■ Aim of the exercise
The data below holds the lines to copy: everything from the line containing "let (events, _)" to the line containing "pub fn from_config(config: &LmdbConfig)", both ends included, set down exactly.

*** Opening of Study material ***

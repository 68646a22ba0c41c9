//! Error Types for the guildcfg API
//!
//! This module defines error handling for the HTTP layer:
//! - ErrorCode enum for categorizing errors, each with a fixed status code
//! - ApiError struct for structured error responses
//! - the mapping from engine errors to HTTP responses
//!
//! All errors are serialized as JSON and carry `Cache-Control: no-store`.

use axum::{
    http::{header, HeaderValue, StatusCode},
    response::{IntoResponse, Response},
    Json,
};
use guildcfg_core::{CacheError, ConfigError, GuildCfgError, StorageError, ValidationError};
use serde::{Deserialize, Serialize};
use std::fmt;

// ============================================================================
// ERROR CODE ENUM
// ============================================================================

/// Error codes for API responses.
#[derive(Debug, Clone, Copy, PartialEq, Eq, Hash, Serialize, Deserialize)]
#[serde(rename_all = "SCREAMING_SNAKE_CASE")]
pub enum ErrorCode {
    // ========================================================================
    // Authentication Errors (401)
    // ========================================================================
    /// No acting user was attached to the request
    Unauthorized,

    // ========================================================================
    // Validation Errors (400)
    // ========================================================================
    /// Request validation failed
    ValidationFailed,

    /// Request contains invalid input data
    InvalidInput,

    // ========================================================================
    // Not Found Errors (404)
    // ========================================================================
    /// Tenant is unknown or not active
    TenantNotFound,

    // ========================================================================
    // Precondition Errors (409, 412)
    // ========================================================================
    /// `If-Match` header missing or malformed
    PreconditionFailed,

    /// Expected version does not match the stored version
    VersionConflict,

    // ========================================================================
    // Rate Limiting (429)
    // ========================================================================
    /// Request rate limit exceeded
    TooManyRequests,

    // ========================================================================
    // Server Errors (500, 503)
    // ========================================================================
    /// Internal server error
    InternalError,

    /// Durable transaction could not commit
    DatabaseError,

    /// A backing store is temporarily unreachable
    ServiceUnavailable,

    /// The write committed but the cache could not be updated
    CachePropagationFailed,
}

impl ErrorCode {
    /// Get the HTTP status code for this error code.
    pub fn status_code(&self) -> StatusCode {
        match self {
            ErrorCode::Unauthorized => StatusCode::UNAUTHORIZED,

            ErrorCode::ValidationFailed | ErrorCode::InvalidInput => StatusCode::BAD_REQUEST,

            ErrorCode::TenantNotFound => StatusCode::NOT_FOUND,

            ErrorCode::PreconditionFailed => StatusCode::PRECONDITION_FAILED,
            ErrorCode::VersionConflict => StatusCode::CONFLICT,

            ErrorCode::TooManyRequests => StatusCode::TOO_MANY_REQUESTS,

            ErrorCode::ServiceUnavailable | ErrorCode::CachePropagationFailed => {
                StatusCode::SERVICE_UNAVAILABLE
            }

            ErrorCode::InternalError | ErrorCode::DatabaseError => {
                StatusCode::INTERNAL_SERVER_ERROR
            }
        }
    }

    /// Get a default message for this error code.
    pub fn default_message(&self) -> &'static str {
        match self {
            ErrorCode::Unauthorized => "Authentication required",
            ErrorCode::ValidationFailed => "Request validation failed",
            ErrorCode::InvalidInput => "Invalid input data",
            ErrorCode::TenantNotFound => "Guild not found",
            ErrorCode::PreconditionFailed => "If-Match header with the current version is required",
            ErrorCode::VersionConflict => "Configuration was modified by another request",
            ErrorCode::TooManyRequests => "Rate limit exceeded",
            ErrorCode::InternalError => "Internal server error",
            ErrorCode::DatabaseError => "Database operation failed",
            ErrorCode::ServiceUnavailable => "Service temporarily unavailable",
            ErrorCode::CachePropagationFailed => {
                "Configuration saved but the cache could not be updated"
            }
        }
    }
}

impl fmt::Display for ErrorCode {
    fn fmt(&self, f: &mut fmt::Formatter<'_>) -> fmt::Result {
        write!(f, "{:?}", self)
    }
}

// ============================================================================
// API ERROR STRUCT
// ============================================================================

/// Structured error response for API operations.
#[derive(Debug, Clone, PartialEq, Serialize, Deserialize)]
pub struct ApiError {
    /// Error code categorizing the error
    pub code: ErrorCode,

    /// Human-readable error message
    pub message: String,

    /// Optional additional details (current version, saved version, ...)
    #[serde(skip_serializing_if = "Option::is_none")]
    pub details: Option<serde_json::Value>,

    /// Sent as `Retry-After`; not part of the body.
    #[serde(skip)]
    pub retry_after_secs: Option<u64>,
}

impl ApiError {
    /// Create a new API error with the given code and message.
    pub fn new(code: ErrorCode, message: impl Into<String>) -> Self {
        Self {
            code,
            message: message.into(),
            details: None,
            retry_after_secs: None,
        }
    }

    /// Create a new API error with the given code, using the default message.
    pub fn from_code(code: ErrorCode) -> Self {
        Self::new(code, code.default_message())
    }

    /// Add additional details to the error.
    pub fn with_details(mut self, details: serde_json::Value) -> Self {
        self.details = Some(details);
        self
    }

    pub fn status_code(&self) -> StatusCode {
        self.code.status_code()
    }

    // ========================================================================
    // Convenience constructors for common errors
    // ========================================================================

    pub fn unauthorized(message: impl Into<String>) -> Self {
        Self::new(ErrorCode::Unauthorized, message)
    }

    pub fn validation_failed(message: impl Into<String>) -> Self {
        Self::new(ErrorCode::ValidationFailed, message)
    }

    pub fn invalid_input(message: impl Into<String>) -> Self {
        Self::new(ErrorCode::InvalidInput, message)
    }

    pub fn tenant_not_found(tenant_id: impl fmt::Display) -> Self {
        Self::new(
            ErrorCode::TenantNotFound,
            format!("Guild {} not found", tenant_id),
        )
    }

    pub fn precondition_failed(message: impl Into<String>) -> Self {
        Self::new(ErrorCode::PreconditionFailed, message)
    }

    /// 409 carrying the version the caller must re-fetch.
    pub fn version_conflict(current_version: i64) -> Self {
        Self::from_code(ErrorCode::VersionConflict)
            .with_details(serde_json::json!({ "currentVersion": current_version }))
    }

    pub fn too_many_requests(retry_after_secs: u64) -> Self {
        let mut err = Self::new(
            ErrorCode::TooManyRequests,
            format!("Rate limit exceeded. Retry after {} seconds", retry_after_secs),
        );
        err.retry_after_secs = Some(retry_after_secs);
        err
    }

    pub fn internal_error(message: impl Into<String>) -> Self {
        Self::new(ErrorCode::InternalError, message)
    }

    pub fn database_error(message: impl Into<String>) -> Self {
        Self::new(ErrorCode::DatabaseError, message)
    }

    pub fn service_unavailable(message: impl Into<String>) -> Self {
        Self::new(ErrorCode::ServiceUnavailable, message)
    }

    /// 503 telling the caller the write did take effect at `saved_version`.
    pub fn cache_propagation_failed(tenant_id: &str, saved_version: i64) -> Self {
        Self::from_code(ErrorCode::CachePropagationFailed).with_details(serde_json::json!({
            "savedVersion": saved_version,
            "tenantId": tenant_id,
        }))
    }
}

impl fmt::Display for ApiError {
    fn fmt(&self, f: &mut fmt::Formatter<'_>) -> fmt::Result {
        write!(f, "{}: {}", self.code, self.message)
    }
}

impl std::error::Error for ApiError {}

// ============================================================================
// AXUM INTEGRATION
// ============================================================================

impl IntoResponse for ApiError {
    fn into_response(self) -> Response {
        let status = self.status_code();
        let retry_after = self.retry_after_secs;
        let mut response = (status, Json(self)).into_response();

        let headers = response.headers_mut();
        headers.insert(header::CACHE_CONTROL, HeaderValue::from_static("no-store"));
        if let Some(secs) = retry_after {
            headers.insert(header::RETRY_AFTER, HeaderValue::from(secs));
        }
        response
    }
}

// ============================================================================
// CONVERSIONS FROM ENGINE ERRORS
// ============================================================================

impl From<ValidationError> for ApiError {
    fn from(err: ValidationError) -> Self {
        match &err {
            ValidationError::WhitelistTooLarge { submitted, limit } => {
                ApiError::validation_failed(err.to_string()).with_details(serde_json::json!({
                    "field": "whitelistedChannelIds",
                    "submitted": submitted,
                    "limit": limit,
                }))
            }
            ValidationError::RequiredFieldMissing { field }
            | ValidationError::InvalidValue { field, .. } => {
                let field = field.clone();
                ApiError::validation_failed(err.to_string())
                    .with_details(serde_json::json!({ "field": field }))
            }
        }
    }
}

impl From<StorageError> for ApiError {
    fn from(err: StorageError) -> Self {
        match err {
            StorageError::NotFound { tenant_id } => ApiError::tenant_not_found(tenant_id),
            StorageError::VersionConflict {
                current_version, ..
            } => ApiError::version_conflict(current_version),
            StorageError::TransactionFailed { reason } => {
                tracing::error!(reason = %reason, "Durable transaction failed");
                ApiError::database_error("Database operation failed")
            }
            StorageError::Unavailable { reason } => {
                tracing::error!(reason = %reason, "Durable store unavailable");
                ApiError::service_unavailable("Database temporarily unavailable")
            }
        }
    }
}

impl From<CacheError> for ApiError {
    fn from(err: CacheError) -> Self {
        tracing::error!(error = %err, "Cache error");
        ApiError::service_unavailable("Cache temporarily unavailable")
    }
}

impl From<ConfigError> for ApiError {
    fn from(err: ConfigError) -> Self {
        ApiError::internal_error(err.to_string())
    }
}

impl From<GuildCfgError> for ApiError {
    fn from(err: GuildCfgError) -> Self {
        match err {
            GuildCfgError::Validation(e) => e.into(),
            GuildCfgError::Storage(e) => e.into(),
            GuildCfgError::Cache(e) => e.into(),
            GuildCfgError::Config(e) => e.into(),
            GuildCfgError::TenantNotActive { tenant_id } => ApiError::tenant_not_found(tenant_id),
            GuildCfgError::RateLimited {
                retry_after_secs, ..
            } => ApiError::too_many_requests(retry_after_secs),
            GuildCfgError::CachePropagation {
                tenant_id,
                committed_version,
                ..
            } => ApiError::cache_propagation_failed(&tenant_id, committed_version),
        }
    }
}

// ============================================================================
// RESULT TYPE ALIAS
// ============================================================================

pub type ApiResult<T> = Result<T, ApiError>;
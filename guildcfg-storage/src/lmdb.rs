//! LMDB-backed cache mirror.
//!
//! Uses the heed crate (Rust bindings for LMDB). Keys are the plain strings
//! of the cache key layout (`config:{tenantId}`, `config:schema_version`,
//! `ratelimit:{identifier}`), values are JSON.
//!
//! # Atomicity
//!
//! LMDB admits one write transaction at a time. Rate windows are read,
//! evaluated and written back inside a single write transaction, so the
//! check-count-record step cannot interleave with another request.
//!
//! # Notifications
//!
//! `config:update` events go out on an in-process broadcast channel; there is
//! no persisted backlog.

use std::path::{Path, PathBuf};

use async_trait::async_trait;
use guildcfg_core::{
    CacheError, CacheKey, CachedConfig, ConfigChangeEvent, TenantId, CONFIG_NAMESPACE,
    CONFIG_UPDATE_CHANNEL, RATE_LIMIT_NAMESPACE,
};
use heed::types::Str;
use heed::{Database, Env, EnvOpenOptions, RoTxn};
use tokio::sync::broadcast;

use crate::cache::{CacheRepo, CacheResult};
use crate::window::{RateWindow, SlidingWindowStore, WindowDecision};

/// Capacity of the notification channel before slow receivers lag.
const EVENT_CHANNEL_CAPACITY: usize = 1024;

// ============================================================================
// CONFIGURATION
// ============================================================================

#[derive(Debug, Clone, PartialEq, Eq)]
pub struct LmdbConfig {
    /// Directory holding the LMDB files.
    pub path: PathBuf,
    /// Maximum map size in megabytes.
    pub max_size_mb: usize,
}

impl Default for LmdbConfig {
    fn default() -> Self {
        Self {
            path: PathBuf::from("./data/guildcfg-cache"),
            max_size_mb: 64,
        }
    }
}

impl LmdbConfig {
    /// Read `GUILDCFG_CACHE_PATH` and `GUILDCFG_CACHE_MAX_SIZE_MB`.
    pub fn from_env() -> Self {
        let defaults = Self::default();
        Self {
            path: std::env::var("GUILDCFG_CACHE_PATH")
                .map(PathBuf::from)
                .unwrap_or(defaults.path),
            max_size_mb: std::env::var("GUILDCFG_CACHE_MAX_SIZE_MB")
                .ok()
                .and_then(|s| s.parse().ok())
                .unwrap_or(defaults.max_size_mb),
        }
    }
}

// ============================================================================
// BACKEND
// ============================================================================

pub struct LmdbCacheRepo {
    env: Env,
    db: Database<Str, Str>,
    events: broadcast::Sender<ConfigChangeEvent>,
}

impl LmdbCacheRepo {
    /// Open (or create) the cache under `path`.
    pub fn open<P: AsRef<Path>>(path: P, max_size_mb: usize) -> CacheResult<Self> {
        std::fs::create_dir_all(&path).map_err(unavailable)?;

        // SAFETY: the environment is opened once per path by this process.
        let env = unsafe {
            EnvOpenOptions::new()
                .map_size(max_size_mb * 1024 * 1024)
                .max_dbs(1)
                .open(path.as_ref())
        }
        .map_err(unavailable)?;

        let mut wtxn = env.write_txn().map_err(unavailable)?;
        let db: Database<Str, Str> = env
            .create_database(&mut wtxn, None)
            .map_err(unavailable)?;
        wtxn.commit().map_err(unavailable)?;

        let (events, _) = broadcast::channel(EVENT_CHANNEL_CAPACITY);
        tracing::info!(path = %path.as_ref().display(), max_size_mb, "Opened LMDB cache");
        Ok(Self { env, db, events })
    }

    pub fn from_config(config: &LmdbConfig) -> CacheResult<Self> {
        Self::open(&config.path, config.max_size_mb)
    }

    fn get_raw(&self, key: &str) -> CacheResult<Option<String>> {
        let rtxn = self.env.read_txn().map_err(backend)?;
        Ok(self.db.get(&rtxn, key).map_err(backend)?.map(str::to_owned))
    }

    fn put_raw(&self, key: &str, value: &str) -> CacheResult<()> {
        let mut wtxn = self.env.write_txn().map_err(backend)?;
        self.db.put(&mut wtxn, key, value).map_err(backend)?;
        wtxn.commit().map_err(backend)
    }

    fn keys_with_prefix(&self, txn: &RoTxn, prefix: &str) -> CacheResult<Vec<String>> {
        let mut keys = Vec::new();
        for entry in self.db.prefix_iter(txn, prefix).map_err(backend)? {
            let (key, _) = entry.map_err(backend)?;
            keys.push(key.to_owned());
        }
        Ok(keys)
    }
}

#[async_trait]
impl CacheRepo for LmdbCacheRepo {
    async fn write(&self, config: &CachedConfig) -> CacheResult<()> {
        let value = serde_json::to_string(config).map_err(|e| CacheError::Serialization {
            reason: e.to_string(),
        })?;
        self.put_raw(&CacheKey::Config(config.tenant_id.clone()).encode(), &value)
    }

    async fn read(&self, tenant_id: &TenantId) -> CacheResult<Option<CachedConfig>> {
        match self.get_raw(&CacheKey::Config(tenant_id.clone()).encode())? {
            Some(raw) => serde_json::from_str(&raw)
                .map(Some)
                .map_err(|e| CacheError::Serialization {
                    reason: e.to_string(),
                }),
            None => Ok(None),
        }
    }

    async fn exists(&self, tenant_id: &TenantId) -> CacheResult<bool> {
        Ok(self
            .get_raw(&CacheKey::Config(tenant_id.clone()).encode())?
            .is_some())
    }

    async fn notify(&self, event: &ConfigChangeEvent) -> CacheResult<()> {
        let receivers = self.events.send(event.clone()).unwrap_or(0);
        tracing::trace!(
            channel = CONFIG_UPDATE_CHANNEL,
            tenant_id = %event.tenant_id,
            version = event.version,
            receivers,
            "Published change notification"
        );
        Ok(())
    }

    fn subscribe(&self) -> broadcast::Receiver<ConfigChangeEvent> {
        self.events.subscribe()
    }

    async fn schema_version(&self) -> CacheResult<Option<i64>> {
        let raw = self.get_raw(&CacheKey::SchemaVersion.encode())?;
        Ok(raw.and_then(|v| match v.trim().parse() {
            Ok(version) => Some(version),
            Err(_) => {
                tracing::warn!(value = %v, "Unreadable schema marker");
                None
            }
        }))
    }

    async fn set_schema_version(&self, version: i64) -> CacheResult<()> {
        self.put_raw(&CacheKey::SchemaVersion.encode(), &version.to_string())
    }

    async fn clear_namespace(&self) -> CacheResult<u64> {
        let mut wtxn = self.env.write_txn().map_err(backend)?;
        let keys = self.keys_with_prefix(&wtxn, CONFIG_NAMESPACE)?;
        let mut deleted = 0u64;
        for key in &keys {
            if self.db.delete(&mut wtxn, key).map_err(backend)? {
                deleted += 1;
            }
        }
        wtxn.commit().map_err(backend)?;
        Ok(deleted)
    }
}

#[async_trait]
impl SlidingWindowStore for LmdbCacheRepo {
    async fn hit(
        &self,
        key: &str,
        now_ms: i64,
        window_ms: i64,
        limit: u32,
    ) -> CacheResult<WindowDecision> {
        let key = CacheKey::RateLimit(key.to_string()).encode();
        let mut wtxn = self.env.write_txn().map_err(backend)?;

        let mut window: RateWindow = match self.db.get(&wtxn, &key).map_err(backend)? {
            Some(raw) => serde_json::from_str(raw).unwrap_or_default(),
            None => RateWindow::default(),
        };
        let decision = window.hit(now_ms, window_ms, limit);

        if decision.allowed {
            let value = serde_json::to_string(&window).map_err(|e| CacheError::Serialization {
                reason: e.to_string(),
            })?;
            self.db.put(&mut wtxn, &key, &value).map_err(backend)?;
            wtxn.commit().map_err(backend)?;
        }
        Ok(decision)
    }

    async fn purge_expired(&self, now_ms: i64) -> CacheResult<u64> {
        let mut wtxn = self.env.write_txn().map_err(backend)?;
        let mut expired = Vec::new();
        for entry in self
            .db
            .prefix_iter(&wtxn, RATE_LIMIT_NAMESPACE)
            .map_err(backend)?
        {
            let (key, raw) = entry.map_err(backend)?;
            // Unreadable windows carry no usable state either.
            let stale = serde_json::from_str::<RateWindow>(raw)
                .map(|window| window.is_expired(now_ms))
                .unwrap_or(true);
            if stale {
                expired.push(key.to_owned());
            }
        }
        for key in &expired {
            self.db.delete(&mut wtxn, key).map_err(backend)?;
        }
        wtxn.commit().map_err(backend)?;
        Ok(expired.len() as u64)
    }
}

fn unavailable(e: impl std::fmt::Display) -> CacheError {
    CacheError::Unavailable {
        reason: e.to_string(),
    }
}

fn backend(e: heed::Error) -> CacheError {
    CacheError::Backend {
        reason: e.to_string(),
    }
}

#[cfg(test)]
mod tests {
    use super::*;
    use chrono::Utc;
    use guildcfg_core::{ActorId, GuildConfig};
    use tempfile::TempDir;

    fn create_test_repo() -> (LmdbCacheRepo, TempDir) {
        let temp_dir = TempDir::new().expect("TempDir creation should succeed");
        let repo = LmdbCacheRepo::open(temp_dir.path(), 10).expect("repo creation should succeed");
        (repo, temp_dir)
    }

    fn cached(tenant: &str, version: i64) -> CachedConfig {
        let mut config = GuildConfig::default_for(
            TenantId::parse(tenant).expect("valid tenant"),
            ActorId::system(),
            Utc::now(),
        );
        config.version = version;
        CachedConfig::from(&config)
    }

    #[tokio::test]
    async fn test_write_read_exists() {
        let (repo, _dir) = create_test_repo();
        let entry = cached("g1", 3);
        let tenant = entry.tenant_id.clone();

        assert!(!repo.exists(&tenant).await.expect("exists should succeed"));
        repo.write(&entry).await.expect("write should succeed");
        assert!(repo.exists(&tenant).await.expect("exists should succeed"));
        assert_eq!(
            repo.read(&tenant).await.expect("read should succeed"),
            Some(entry)
        );
    }

    #[tokio::test]
    async fn test_stored_value_is_plain_json() {
        let (repo, _dir) = create_test_repo();
        repo.write(&cached("g1", 2)).await.expect("write should succeed");
        let raw = repo
            .get_raw("config:g1")
            .expect("get_raw should succeed")
            .expect("key should exist");
        let json: serde_json::Value = serde_json::from_str(&raw).expect("valid JSON");
        assert_eq!(json["version"], 2);
        assert_eq!(json["tenantId"], "g1");
    }

    #[tokio::test]
    async fn test_clear_namespace_spares_rate_windows() {
        let (repo, _dir) = create_test_repo();
        repo.write(&cached("g1", 1)).await.expect("write should succeed");
        repo.write(&cached("g2", 1)).await.expect("write should succeed");
        repo.set_schema_version(1).await.expect("marker should be set");
        repo.hit("user:1:config:write", 0, 60_000, 5)
            .await
            .expect("hit should succeed");

        let deleted = repo.clear_namespace().await.expect("clear should succeed");
        assert_eq!(deleted, 3);
        assert_eq!(repo.schema_version().await.expect("read marker"), None);
        assert!(repo
            .get_raw("ratelimit:user:1:config:write")
            .expect("get_raw should succeed")
            .is_some());
    }

    #[tokio::test]
    async fn test_schema_marker() {
        let (repo, _dir) = create_test_repo();
        assert_eq!(repo.schema_version().await.expect("read marker"), None);
        repo.set_schema_version(7).await.expect("marker should be set");
        assert_eq!(repo.schema_version().await.expect("read marker"), Some(7));

        repo.put_raw("config:schema_version", "garbage")
            .expect("put_raw should succeed");
        assert_eq!(repo.schema_version().await.expect("read marker"), None);
    }

    #[tokio::test]
    async fn test_rate_window_persists_between_hits() {
        let (repo, _dir) = create_test_repo();
        for t in 0..3 {
            let decision = repo
                .hit("k", t * 10, 1_000, 3)
                .await
                .expect("hit should succeed");
            assert!(decision.allowed);
        }
        let rejected = repo.hit("k", 40, 1_000, 3).await.expect("hit should succeed");
        assert!(!rejected.allowed);
        assert_eq!(rejected.reset_at_ms, 1_000);

        let after = repo.hit("k", 1_000, 1_000, 3).await.expect("hit should succeed");
        assert!(after.allowed);
    }

    #[tokio::test]
    async fn test_purge_drops_expired_windows_only() {
        let (repo, _dir) = create_test_repo();
        for i in 0..100 {
            repo.hit(&format!("user:{}:config:read", i), 0, 1_000, 10)
                .await
                .expect("hit should succeed");
        }
        repo.hit("user:live:config:read", 9_999_500, 1_000, 10)
            .await
            .expect("hit should succeed");
        repo.put_raw("ratelimit:garbled", "not json")
            .expect("put_raw should succeed");
        repo.write(&cached("g1", 1)).await.expect("write should succeed");

        let purged = repo
            .purge_expired(10_000_000)
            .await
            .expect("purge should succeed");
        assert_eq!(purged, 101);

        let rtxn = repo.env.read_txn().expect("read txn");
        let remaining = repo
            .keys_with_prefix(&rtxn, RATE_LIMIT_NAMESPACE)
            .expect("list keys");
        assert_eq!(remaining, vec!["ratelimit:user:live:config:read".to_string()]);
        drop(rtxn);
        assert!(repo.exists(&TenantId::parse("g1").expect("valid tenant")).await.expect("exists"));
    }

    #[tokio::test]
    async fn test_rejected_hit_leaves_window_untouched() {
        let (repo, _dir) = create_test_repo();
        repo.hit("k", 0, 1_000, 1).await.expect("hit should succeed");
        let before = repo.get_raw("ratelimit:k").expect("get_raw should succeed");
        let rejected = repo.hit("k", 10, 1_000, 1).await.expect("hit should succeed");
        assert!(!rejected.allowed);
        assert_eq!(repo.get_raw("ratelimit:k").expect("get_raw should succeed"), before);
    }

    #[tokio::test(flavor = "multi_thread", worker_threads = 4)]
    async fn test_concurrent_hits_never_exceed_limit() {
        let (repo, _dir) = create_test_repo();
        let repo = std::sync::Arc::new(repo);
        let mut handles = Vec::new();
        for _ in 0..20 {
            let repo = repo.clone();
            handles.push(tokio::spawn(async move {
                repo.hit("burst", 5_000, 60_000, 5)
                    .await
                    .expect("hit should succeed")
                    .allowed
            }));
        }
        let mut allowed = 0;
        for handle in handles {
            if handle.await.expect("task should join") {
                allowed += 1;
            }
        }
        assert_eq!(allowed, 5);
    }

    #[tokio::test]
    async fn test_notify_without_subscribers_is_ok() {
        let (repo, _dir) = create_test_repo();
        let config = GuildConfig::default_for(
            TenantId::parse("g1").expect("valid tenant"),
            ActorId::system(),
            Utc::now(),
        );
        repo.notify(&ConfigChangeEvent::from(&config))
            .await
            .expect("notify should succeed");

        let mut rx = repo.subscribe();
        repo.notify(&ConfigChangeEvent::from(&config))
            .await
            .expect("notify should succeed");
        assert_eq!(rx.recv().await.expect("event").version, 1);
    }
}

*** Close of Study material ***

■ Answer section
        let (events, _) = broadcast::channel(EVENT_CHANNEL_CAPACITY);
        tracing::info!(path = %path.as_ref().display(), max_size_mb, "Opened LMDB cache");
        Ok(Self { env, db, events })
    }

    pub fn from_config(config: &LmdbConfig) -> CacheResult<Self> {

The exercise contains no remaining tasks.